Ese día como presagiando el final de su existencia, jugó hasta el delirio, parecía el mismo de tiempos idos, celebro sus goles hasta enloquecer, gritó, gesticuló, y lloró despacito como lo hacen los viejos cuando les duele el alma. El licor había hecho presa de él cuando ya no pudo jugar más, lo único que sabía hacer y había hecho toda su vida cuando sucumbió a los estragos del tiempo. Lo veían por las mañanas subir el rio en su canoa, su caña de pescar que nunca usó, y su inseparable botella de ron; en ese camino rutinario contaba su historia colmada de charreteras y pergaminos. Decía que había sido el mejor, que el fútbol de hoy era mentira, que se juega solo por dinero. Hacía del instante un monologo sagrado que le servía para alimentar el espíritu.
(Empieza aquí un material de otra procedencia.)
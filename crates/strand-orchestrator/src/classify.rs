//! genai-backed fallback classifier.

use async_trait::async_trait;
use genai::chat::{ChatMessage, ChatRequest};
use genai::Client;
use strand_contract::{Classification, ClassifyError, ClassifyRequest, RouteClassifier};

const SYSTEM_PROMPT: &str = "You route conversations to specialized workers. \
Answer with exactly one of the candidate labels, nothing else.";

/// Routes ambiguous decisions through an LLM chat completion.
///
/// The model must answer with one of the candidate labels; anything else
/// is reported as a classification failure and the router falls back to
/// clarification rather than guessing.
#[derive(Clone)]
pub struct GenaiClassifier {
    client: Client,
    model: String,
}

impl GenaiClassifier {
    /// Build a classifier over a genai client and model id.
    pub fn new(client: Client, model: impl Into<String>) -> Self {
        Self {
            client,
            model: model.into(),
        }
    }

    /// Match the raw model answer against the candidate set.
    fn match_candidate(answer: &str, candidates: &[String]) -> Option<String> {
        let normalized = answer.trim().to_lowercase();
        if let Some(exact) = candidates.iter().find(|c| c.to_lowercase() == normalized) {
            return Some(exact.clone());
        }
        candidates
            .iter()
            .find(|c| normalized.contains(&c.to_lowercase()))
            .cloned()
    }
}

#[async_trait]
impl RouteClassifier for GenaiClassifier {
    async fn classify(&self, request: &ClassifyRequest) -> Result<Classification, ClassifyError> {
        let prompt = format!(
            "{}\n\nContext:\n{}\n\nCandidates: {}",
            request.instruction,
            request.context,
            request.candidates.join(", ")
        );
        let chat_req = ChatRequest::new(vec![
            ChatMessage::system(SYSTEM_PROMPT),
            ChatMessage::user(prompt),
        ]);

        let response = self
            .client
            .exec_chat(&self.model, chat_req, None)
            .await
            .map_err(|e| ClassifyError(e.to_string()))?;
        let answer = response
            .first_text()
            .ok_or_else(|| ClassifyError("model returned no text".into()))?;

        Self::match_candidate(answer, &request.candidates)
            .map(|choice| Classification { choice })
            .ok_or_else(|| {
                ClassifyError(format!(
                    "model answered {answer:?}, not among candidates"
                ))
            })
    }
}
//! Classifier fallback and the clarification stage.

mod common;

use std::sync::Arc;

use serde_json::json;
use strand_contract::storage::{CheckpointSelector, CheckpointStore};
use strand_orchestrator::{Orchestrator, RuleOutcome, RoutingTable, Stage};
use strand_store_adapters::MemoryStore;

use common::{Qualifier, ScriptedClassifier};

fn ambiguous_table() -> RoutingTable {
    RoutingTable::new()
        .on(Stage::Intake, |_| RuleOutcome::Goto(Stage::Triage))
        .on(Stage::Triage, |channels| {
            if channels.contains("qualified") {
                RuleOutcome::Goto(Stage::Complete)
            } else {
                RuleOutcome::Ambiguous {
                    candidates: vec!["qualifier".into()],
                }
            }
        })
}

fn builder(store: Arc<dyn CheckpointStore>) -> strand_orchestrator::OrchestratorBuilder {
    Orchestrator::builder()
        .with_store(store)
        .with_schema(common::sales_schema())
        .with_routing_table(ambiguous_table())
        .with_worker(Arc::new(Qualifier::new()))
}

#[tokio::test]
async fn classifier_resolves_rule_ambiguity() {
    let store: Arc<dyn CheckpointStore> = Arc::new(MemoryStore::new());
    let orchestrator = builder(store.clone())
        .with_classifier(Arc::new(ScriptedClassifier("qualifier")))
        .build()
        .unwrap();

    let summary = orchestrator.submit_event("t1", json!(450)).await.unwrap();
    assert_eq!(summary.stage, "complete");

    // the route record names the classifier as the decider
    let latest = store.get("t1", &CheckpointSelector::Latest).await.unwrap();
    let route = latest.channels.get("route").unwrap();
    assert_eq!(route["decided_by"], "classifier");
    assert_eq!(route["worker"], "qualifier");
}

#[tokio::test]
async fn unresolvable_ambiguity_falls_back_to_clarification() {
    let store: Arc<dyn CheckpointStore> = Arc::new(MemoryStore::new());
    let orchestrator = builder(store.clone()).build().unwrap();

    let summary = orchestrator.submit_event("t1", json!(450)).await.unwrap();
    assert_eq!(summary.stage, "clarify");
    assert!(!summary.pending_approval);

    let latest = store.get("t1", &CheckpointSelector::Latest).await.unwrap();
    let clarification = latest.channels.get("clarification").unwrap();
    assert_eq!(clarification["from_stage"], "triage");

    // clarify awaits input: resuming commits nothing
    let count = store.checkpoint_count("t1").await.unwrap();
    orchestrator.resume("t1").await.unwrap();
    assert_eq!(store.checkpoint_count("t1").await.unwrap(), count);
}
Ese martes de carnaval su cadáver apareció flotando en el río, el pueblo lo lloró como a un Joselito más, lo metieron en un cajón, lo bañaron con el ron que hipnotizó su vida, le empolvaron la cara, lo vistieron con el uniforme ya desteñido de su selección Colombia, y al son de tamboras, gaitas y millos, acompañado de mujeres vestidas de negro con la caras pintadas, lo enterraron colocando en su lapida un epitafio que resumió su vida así: “Aquí yace Anastasio, el mejor de todos, que quizó morirse un martes de carnaval”.